Question

Two small stereo speakers \(A\) and \(B\) that are 1.40 m apart are sending out sound of wavelength 34 cm in all directions and all in phase. A person at point \(P\) starts out equidistant from both speakers and walks so that he is always 1.50 m from speaker \(B\) (Fig. E35.1). For what values of x will the sound this person hears be (a) maximally reinforced, (b) cancelled? Limit your solution to the cases where x \(\leq\) 1.50 m.

Short answer

Maximally reinforced: x = 0 m. Cancelled: x \approx 1.11 m.

Step-by-step solution

Determine the Path Difference

To find when sound is maximally reinforced or cancelled, we start by determining the path difference from the point \( P \) to speakers \( A \) and \( B \). Since the person at point \( P \) is always 1.50 m from speaker \( B \), the distance from \( P \) to \( A \) is \( \sqrt{(x + 0.70)^2 + 0.98^2} \), where \( 0.70 = 1.40 / 2 \) and \( 0.98 = \sqrt{1.50^2 - 0.70^2} \).

Maximally Reinforced Sound (Constructive Interference)

For constructive interference, the path difference must be an integer multiple of the wavelength: \( \Delta d = n\lambda \). This gives:\[ \sqrt{(x + 0.70)^2 + 0.98^2} - 1.50 = n \times 0.34 \]Solve for \( x \) using the possible values \( n=0,1,2,... \).

Cancelled Sound (Destructive Interference)

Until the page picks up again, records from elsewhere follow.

// src/logic/variant.rs
//! 遊べるゲームの種類と、それぞれの盤面の作り方（配り方）だよ。

use std::fmt;
use std::str::FromStr;

use itertools::Itertools;
use serde::{Deserialize, Serialize};

use crate::components::card::Card;
use crate::components::stack::{CardStack, StackId, StackKind};
use crate::config::variants::*;
use crate::error::{GameError, GameResult};
use crate::logic::rules::{self, RankScale};

#[derive(Debug, Clone, Copy, PartialEq, Eq, Hash, Serialize, Deserialize)]
#[serde(rename_all = "kebab-case")]
pub enum Variant {
    Bisley,
    BesiegedFortress,
}

impl Variant {
    pub fn name(self) -> &'static str {
        match self {
            Variant::Bisley => "bisley",
            Variant::BesiegedFortress => "besieged-fortress",
        }
    }

    pub fn deck_size(self) -> usize {
        match self {
            Variant::Bisley => BISLEY_DECK_SIZE,
            Variant::BesiegedFortress => FORTRESS_DECK_SIZE,
        }
    }

    pub fn rank_scale(self) -> RankScale {
        match self {
            Variant::Bisley => RankScale::Full,
            Variant::BesiegedFortress => RankScale::Short,
        }
    }

    /// 「組札のどれかへ」のときに探す種類。
    pub fn foundation_kinds(self) -> &'static [StackKind] {
        match self {
            Variant::Bisley => &[StackKind::AceFoundation, StackKind::KingFoundation],
            Variant::BesiegedFortress => &[StackKind::Foundation],
        }
    }

    /// 全部空になればクリア、という場札の種類。
    pub fn tableau_kind(self) -> StackKind {
        match self {
            Variant::Bisley => StackKind::Column,
            Variant::BesiegedFortress => StackKind::Row,
        }
    }

    pub fn is_finished<'a>(self, stacks: impl IntoIterator<Item = &'a CardStack>) -> bool {
        rules::check_win_condition(stacks, self.tableau_kind())
    }

    /// 山札を受け取って、このゲームの形にスタックを並べる。
    /// 返すスタックは ID 順（0 から連番）。
    pub fn deal(self, cards: Vec<Card>) -> GameResult<Vec<CardStack>> {
        self.validate(&cards)?;

        let (aces, rest): (Vec<Card>, Vec<Card>) = cards.into_iter().partition(Card::is_ace);
        let stacks = match self {
            Variant::Bisley => deal_bisley(&aces, rest),
            Variant::BesiegedFortress => deal_besieged_fortress(&aces, rest),
        };
        Ok(stacks)
    }

    fn validate(self, cards: &[Card]) -> GameResult<()> {
        if cards.len() != self.deck_size() {
            return Err(GameError::InvalidInput(format!(
                "invalid number of cards for {}: expected {}, got {}",
                self,
                self.deck_size(),
                cards.len()
            )));
        }

        if let Some(id) = cards.iter().map(|card| card.id).duplicates().next() {
            return Err(GameError::InvalidInput(format!("duplicate card id {}", id)));
        }

        let scale = self.rank_scale();
        if let Some(card) = cards.iter().find(|card| !scale.contains(card.rank)) {
            return Err(GameError::InvalidInput(format!("card {} is not part of the {} deck", card, self)));
        }

        for suit in SUIT_ORDER {
            let aces = cards.iter().filter(|card| card.is_ace() && card.suit == suit).count();
            if aces != 1 {
                return Err(GameError::InvalidInput(format!(
                    "expected exactly one ace of {}, got {}",
                    suit, aces
                )));
            }
        }
        Ok(())
    }
}

/// 0〜3: A 組札（スート順）、4〜7: K 組札（空）、8〜20: 列
fn deal_bisley(aces: &[Card], rest: Vec<Card>) -> Vec<CardStack> {
    let mut stacks = Vec::with_capacity(2 * FOUNDATION_COUNT + BISLEY_COLUMN_COUNT);

    for suit in SUIT_ORDER {
        let ace: Vec<Card> = aces.iter().copied().filter(|ace| ace.suit == suit).collect();
        stacks.push(CardStack::new(next_id(&stacks), StackKind::AceFoundation, Some(suit), ace));
    }
    for suit in SUIT_ORDER {
        stacks.push(CardStack::new(next_id(&stacks), StackKind::KingFoundation, Some(suit), Vec::new()));
    }

    let mut remaining = rest.into_iter();
    for size in BISLEY_COLUMN_SIZES {
        let cards: Vec<Card> = remaining.by_ref().take(size).collect();
        stacks.push(CardStack::new(next_id(&stacks), StackKind::Column, None, cards));
    }
    stacks
}

/// 0〜3: 組札（山札に出てきた A の順）、4〜11: 行
fn deal_besieged_fortress(aces: &[Card], rest: Vec<Card>) -> Vec<CardStack> {
    let mut stacks = Vec::with_capacity(FOUNDATION_COUNT + FORTRESS_ROW_COUNT);

    for ace in aces {
        stacks.push(CardStack::new(next_id(&stacks), StackKind::Foundation, Some(ace.suit), vec![*ace]));
    }
    for chunk in &rest.into_iter().chunks(FORTRESS_ROW_SIZE) {
        stacks.push(CardStack::new(next_id(&stacks), StackKind::Row, None, chunk.collect()));
    }
    stacks
}

fn next_id(stacks: &[CardStack]) -> StackId {
    stacks.len() as StackId
}

impl fmt::Display for Variant {
    fn fmt(&self, f: &mut fmt::Formatter<'_>) -> fmt::Result {
        f.write_str(self.name())
    }
}

impl FromStr for Variant {
    type Err = GameError;

    fn from_str(s: &str) -> Result<Self, Self::Err> {
        [Variant::Bisley, Variant::BesiegedFortress]
            .into_iter()
            .find(|variant| variant.name() == s)
            .ok_or_else(|| GameError::InvalidInput(format!("unknown variant '{}'", s)))
    }
}

#[cfg(test)]
mod tests {
    use super::*;
    use crate::components::card::{Rank, Suit};
    use crate::logic::deck::{create_full_deck, create_short_deck};

    #[test]
    fn bisley_layout() {
        let stacks = Variant::Bisley.deal(create_full_deck()).unwrap();

        assert_eq!(stacks.len(), 21);
        for (index, stack) in stacks.iter().enumerate() {
            assert_eq!(stack.id() as usize, index, "ID は 0 からの連番のはず");
        }
        for (stack, suit) in stacks[0..4].iter().zip(SUIT_ORDER) {
            assert_eq!(stack.kind(), StackKind::AceFoundation);
            assert_eq!(stack.suit(), Some(suit));
            assert_eq!(stack.cards().len(), 1);
            assert_eq!(stack.cards()[0].rank, Rank::Ace);
            assert_eq!(stack.cards()[0].suit, suit);
        }
        for (stack, suit) in stacks[4..8].iter().zip(SUIT_ORDER) {
            assert_eq!(stack.kind(), StackKind::KingFoundation);
            assert_eq!(stack.suit(), Some(suit));
            assert!(stack.is_empty());
        }
        let sizes: Vec<usize> = stacks[8..].iter().map(CardStack::len).collect();
        assert_eq!(sizes, BISLEY_COLUMN_SIZES.to_vec());
        assert!(stacks[8..].iter().all(|s| s.kind() == StackKind::Column));
    }

    #[test]
    fn bisley_deals_non_aces_in_deck_order() {
        let deck = create_full_deck();
        let expected: Vec<Card> = deck.iter().copied().filter(|c| !c.is_ace()).collect();
        let stacks = Variant::Bisley.deal(deck).unwrap();

        let dealt: Vec<Card> = stacks[8..].iter().flat_map(|s| s.cards().to_vec()).collect();
        assert_eq!(dealt, expected);
    }

    #[test]
    fn besieged_fortress_layout_follows_ace_order() {
        let mut deck = create_short_deck();
        // スペードの A を先頭に持ってくる
        let spade_ace = deck.iter().position(|c| c.is_ace() && c.suit == Suit::Spades).unwrap();
        deck.swap(0, spade_ace);

        let stacks = Variant::BesiegedFortress.deal(deck).unwrap();

        assert_eq!(stacks.len(), 12);
        assert_eq!(stacks[0].suit(), Some(Suit::Spades));
        assert!(stacks[0..4].iter().all(|s| s.kind() == StackKind::Foundation && s.len() == 1));
        assert!(stacks[4..].iter().all(|s| s.kind() == StackKind::Row && s.len() == FORTRESS_ROW_SIZE));
    }

    #[test]
    fn wrong_card_count_is_invalid_input() {
        let mut deck = create_short_deck();
        deck.pop();
        let err = Variant::BesiegedFortress.deal(deck).unwrap_err();
        assert!(matches!(err, GameError::InvalidInput(ref message) if message.contains("expected 36, got 35")));
    }

    #[test]
    fn duplicate_ids_are_rejected() {
        let mut deck = create_full_deck();
        deck[1].id = deck[0].id;
        assert!(matches!(Variant::Bisley.deal(deck), Err(GameError::InvalidInput(_))));
    }

    #[test]
    fn off_scale_ranks_are_rejected() {
        let mut deck = create_short_deck();
        // 6 を 2 にすり替え
        let six = deck.iter().position(|c| c.rank == Rank::Six).unwrap();
        deck[six].rank = Rank::Two;
        assert!(matches!(Variant::BesiegedFortress.deal(deck), Err(GameError::InvalidInput(_))));
    }

    #[test]
    fn missing_ace_is_rejected() {
        let mut deck = create_full_deck();
        let ace = deck.iter().position(Card::is_ace).unwrap();
        deck[ace].rank = Rank::King;
        assert!(matches!(Variant::Bisley.deal(deck), Err(GameError::InvalidInput(_))));
    }

    #[test]
    fn variant_names_round_trip() {
        for variant in [Variant::Bisley, Variant::BesiegedFortress] {
            assert_eq!(variant.to_string().parse::<Variant>().unwrap(), variant);
            let json = serde_json::to_string(&variant).unwrap();
            assert_eq!(json, format!("\"{}\"", variant.name()));
        }
        assert!("klondike".parse::<Variant>().is_err());
    }
}
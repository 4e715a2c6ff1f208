//! ゲームのクリア条件判定ロジックを定義するよ。

use crate::components::stack::{CardStack, StackKind};

/// `kind` のスタックが全部空っぽならクリア！🏆
/// Bisley なら Column、Besieged Fortress なら Row を渡す。
pub fn check_win_condition<'a>(stacks: impl IntoIterator<Item = &'a CardStack>, kind: StackKind) -> bool {
    stacks
        .into_iter()
        .filter(|stack| stack.kind() == kind)
        .all(CardStack::is_empty)
}
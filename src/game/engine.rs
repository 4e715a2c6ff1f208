// src/game/engine.rs

use std::cell::{Cell, RefCell};

use log::{debug, info, warn};

use crate::components::card::{Card, CardId, Suit};
use crate::components::game_state::GameStatus;
use crate::components::stack::{StackId, StackKind};
use crate::error::{GameError, GameResult};
use crate::event::EventHandler;
use crate::game::board::Board;
use crate::game::command::MoveCommand;
use crate::logic::auto_move::find_target_stack;
use crate::logic::variant::Variant;
use crate::protocol::{CardMovedEvent, CardsDisposition};

/// 1回分のゲーム。盤面と、移動の段取り（検査 → 移動 → 通知 → クリア判定）を受け持つよ。
///
/// メソッドは全部 `&self`。イベントハンドラが `Rc<Game>` を持っていて
/// 通知の途中で呼び返してきても、問い合わせは答えるし、命令は `Reentrant` で断る。
#[derive(Debug)]
pub struct Game {
    variant: Variant,
    board: RefCell<Board>,
    status: Cell<GameStatus>,
    on_card_moved: EventHandler<CardMovedEvent>,
    on_game_finished: EventHandler<()>,
}

impl Game {
    pub fn new(variant: Variant, cards: Vec<Card>) -> GameResult<Self> {
        Self::with_events(variant, cards, EventHandler::new(), EventHandler::new())
    }

    /// 通知先を外から渡して作る。セッションはこれで同じハンドラを使い回すよ。
    pub fn with_events(
        variant: Variant,
        cards: Vec<Card>,
        on_card_moved: EventHandler<CardMovedEvent>,
        on_game_finished: EventHandler<()>,
    ) -> GameResult<Self> {
        let stacks = variant.deal(cards)?;
        info!("Game: {} started with {} stacks", variant, stacks.len());
        Ok(Self {
            variant,
            board: RefCell::new(Board::new(stacks)),
            status: Cell::new(GameStatus::Playing),
            on_card_moved,
            on_game_finished,
        })
    }

    pub fn variant(&self) -> Variant {
        self.variant
    }

    pub fn status(&self) -> GameStatus {
        self.status.get()
    }

    pub fn on_card_moved(&self) -> &EventHandler<CardMovedEvent> {
        &self.on_card_moved
    }

    pub fn on_game_finished(&self) -> &EventHandler<()> {
        &self.on_game_finished
    }

    // --- 問い合わせ（副作用なし） ---

    /// どこかのスタックでそのカードが動かせる状態か。
    pub fn can_move(&self, card_id: CardId) -> bool {
        self.board.borrow().is_available(card_id)
    }

    pub fn can_move_to_stack(&self, card_id: CardId, stack_id: StackId) -> bool {
        let board = self.board.borrow();
        if !board.is_available(card_id) {
            return false;
        }
        match (board.card(card_id), board.stack(stack_id)) {
            (Some(card), Some(target)) => !target.contains(card_id) && target.can_accept(card),
            _ => false,
        }
    }

    pub fn can_move_to_any_of_kinds(&self, card_id: CardId, kinds: &[StackKind]) -> bool {
        self.find_target(card_id, kinds).is_some()
    }

    /// クリア条件を今の盤面で判定する。
    pub fn is_finished(&self) -> bool {
        self.variant.is_finished(self.board.borrow().stacks())
    }

    pub fn disposition(&self) -> CardsDisposition {
        self.board.borrow().disposition()
    }

    pub fn stack_of(&self, card_id: CardId) -> Option<StackId> {
        self.board.borrow().stack_of(card_id)
    }

    pub fn card(&self, card_id: CardId) -> Option<Card> {
        self.board.borrow().card(card_id).copied()
    }

    /// そのスートの組札（`kinds` のうち最初に見つかったもの）。
    pub fn foundation_of(&self, suit: Suit, kinds: &[StackKind]) -> Option<StackId> {
        self.board
            .borrow()
            .stacks()
            .iter()
            .find(|stack| kinds.contains(&stack.kind()) && stack.suit() == Some(suit))
            .map(|stack| stack.id())
    }

    // --- 命令 ---

    /// カードを指定のスタックへ動かして、その移動の記録を返す。
    pub fn move_to_stack(&self, card_id: CardId, stack_id: StackId) -> GameResult<MoveCommand> {
        self.ensure_idle()?;
        if !self.can_move_to_stack(card_id, stack_id) {
            warn!("Game: rejected move of card {} to stack {}", card_id, stack_id);
            return Err(GameError::IllegalMove { card_id, stack_id: Some(stack_id) });
        }
        let source = self
            .stack_of(card_id)
            .ok_or(GameError::IllegalMove { card_id, stack_id: Some(stack_id) })?;

        let command = MoveCommand::new(card_id, source, stack_id);
        self.perform(&command, true)?;
        Ok(command)
    }

    /// `kinds` の中で受け付けてくれる最初のスタック（ID 順）へ動かす。
    pub fn move_to_any_of_kinds(&self, card_id: CardId, kinds: &[StackKind]) -> GameResult<MoveCommand> {
        self.ensure_idle()?;
        match self.find_target(card_id, kinds) {
            Some(target) => self.move_to_stack(card_id, target),
            None => {
                warn!("Game: no stack of {:?} accepts card {}", kinds, card_id);
                Err(GameError::IllegalMove { card_id, stack_id: None })
            }
        }
    }

    /// 記録を前向きに再生する（redo）。ルールは見ないよ。
    pub fn apply(&self, command: &MoveCommand) -> GameResult<()> {
        self.ensure_idle()?;
        self.perform(command, false)
    }

    /// 記録を逆向きに再生する（undo）。ついさっきまでそこにあったカードなので、ルールは見ない。
    pub fn revert(&self, command: &MoveCommand) -> GameResult<()> {
        self.ensure_idle()?;
        self.perform(&command.inverse(), false)
    }

    fn perform(&self, command: &MoveCommand, validate: bool) -> GameResult<()> {
        {
            let mut board = self.board.borrow_mut();
            let top = board
                .stack(command.from_stack_id)
                .and_then(|stack| stack.top())
                .map(|card| card.id);
            if top != Some(command.card_id) {
                return Err(GameError::IllegalMove {
                    card_id: command.card_id,
                    stack_id: Some(command.to_stack_id),
                });
            }
            board.transfer(command.from_stack_id, command.to_stack_id, validate)?;
        }
        debug!(
            "Game: card {} moved {} -> {}",
            command.card_id, command.from_stack_id, command.to_stack_id
        );

        // 通知の間は盤面を借りていない
        self.on_card_moved.trigger(&CardMovedEvent {
            card_id: command.card_id,
            from_stack_id: command.from_stack_id,
            to_stack_id: command.to_stack_id,
        });
        self.check_finished();
        Ok(())
    }

    /// Playing → Finished に変わった瞬間だけ通知する。
    fn check_finished(&self) {
        if self.status.get().is_finished() || !self.is_finished() {
            return;
        }
        self.status.set(GameStatus::Finished);
        info!("Game: {} finished! 🏆", self.variant);
        self.on_game_finished.trigger(&());
    }

    fn find_target(&self, card_id: CardId, kinds: &[StackKind]) -> Option<StackId> {
        let board = self.board.borrow();
        if !board.is_available(card_id) {
            return None;
        }
        let card = board.card(card_id)?;
        find_target_stack(board.stacks(), card, kinds)
    }

    fn ensure_idle(&self) -> GameResult<()> {
        if self.on_card_moved.is_dispatching() || self.on_game_finished.is_dispatching() {
            return Err(GameError::Reentrant);
        }
        Ok(())
    }
}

For destructive interference, the path difference must be an odd half multiple of the wavelength: \( \Delta d = (n+0.5)\lambda \). This leads to:\[ \sqrt{(x + 0.70)^2 + 0.98^2} - 1.50 = (n+0.5) \times 0.34 \]Solve for \( x \) using possible values for \( n \).

Solve the Equations within Limits

Solve the equations from Step 2 and Step 3 while limiting solutions to \( x \leq 1.50 \) m:For constructive (maximally reinforced):1. \( n = 0 \); solve the equation.2. \( n = 1 \); solve the equation, and so forth.For destructive (cancelled):1. \( n = 0 \); solve the equation.2. \( n = 1 \); solve the equation, and so forth.

Key concepts

Constructive Interference

In physics, constructive interference occurs when two or more waves overlap and combine to form a wave with a higher amplitude. This phenomenon happens when the path difference between the waves is an integer multiple of their wavelength.
For instance, if you have two sound waves that are in phase, meaning their peaks and troughs align perfectly, they amplify each other. The formula to find this is \[ \Delta d = n\lambda \]where

• \( \Delta d \) is the path difference,
• \( n \) is an integer (0, 1, 2, ...), and
• \( \lambda \) is the wavelength of the sound wave.

When you stand in certain positions where this condition is met, you hear the sound much louder because the sound waves add up to reinforce each other. Think of it as spots where the sound feels just right and becomes richer and stronger.

Destructive Interference

Destructive interference is the opposite of constructive interference, where two waves interfere in such a way that they cancel each other out, leading to a lower amplitude.
This happens when the path difference is an odd multiple of half the wavelength, which can be expressed with the formula \[ \Delta d = (n+0.5)\lambda \] Here,

• \( \Delta d \) is the path difference,
• \( n \) is an integer (0, 1, 2, ...), and
• \( \lambda \) is the wavelength.

When waves meet that are out of phase, meaning one wave crests where the other troughs, they effectively reduce the sound, sometimes to the point of silence.
In practical terms, this explains why you might hear little to no sound at certain points in a room with multiple sound sources.

Path Difference

Path difference is a key concept when studying wave interference. It refers to the difference in distance that two waves travel to reach a common point.
In the context of sound waves coming from two speakers, the path difference can be the difference in distance from each speaker to the listener's position. This distance affects how the waves combine.The formulae for determining if interference is constructive or destructive depend on this path difference:

• For constructive interference: \( \Delta d = n\lambda \)
• For destructive interference: \( \Delta d = (n+0.5)\lambda \)

By understanding and calculating the path difference, one can predict spots where sound will be loudest or quietest, a principle that's useful in designing auditoriums or speaker systems.

Sound Waves

Sound waves are a type of mechanical wave that travels through a medium, such as air, liquid, or solid. These waves are produced by vibrating objects and travel via compressions and rarefactions.Sound waves have characteristics such as

• Wavelength (\( \lambda \)): the distance between consecutive points of phase (e.g., crest to crest).
• Frequency: how many wavelengths pass a point in one second.
• Amplitude: the height of the wave, which determines loudness.

Sound waves interact with each other and the environment, leading to interference patterns like constructive and destructive interference. These interactions are critical when positioning speakers for optimal sound quality or in understanding sound acoustics in a given space.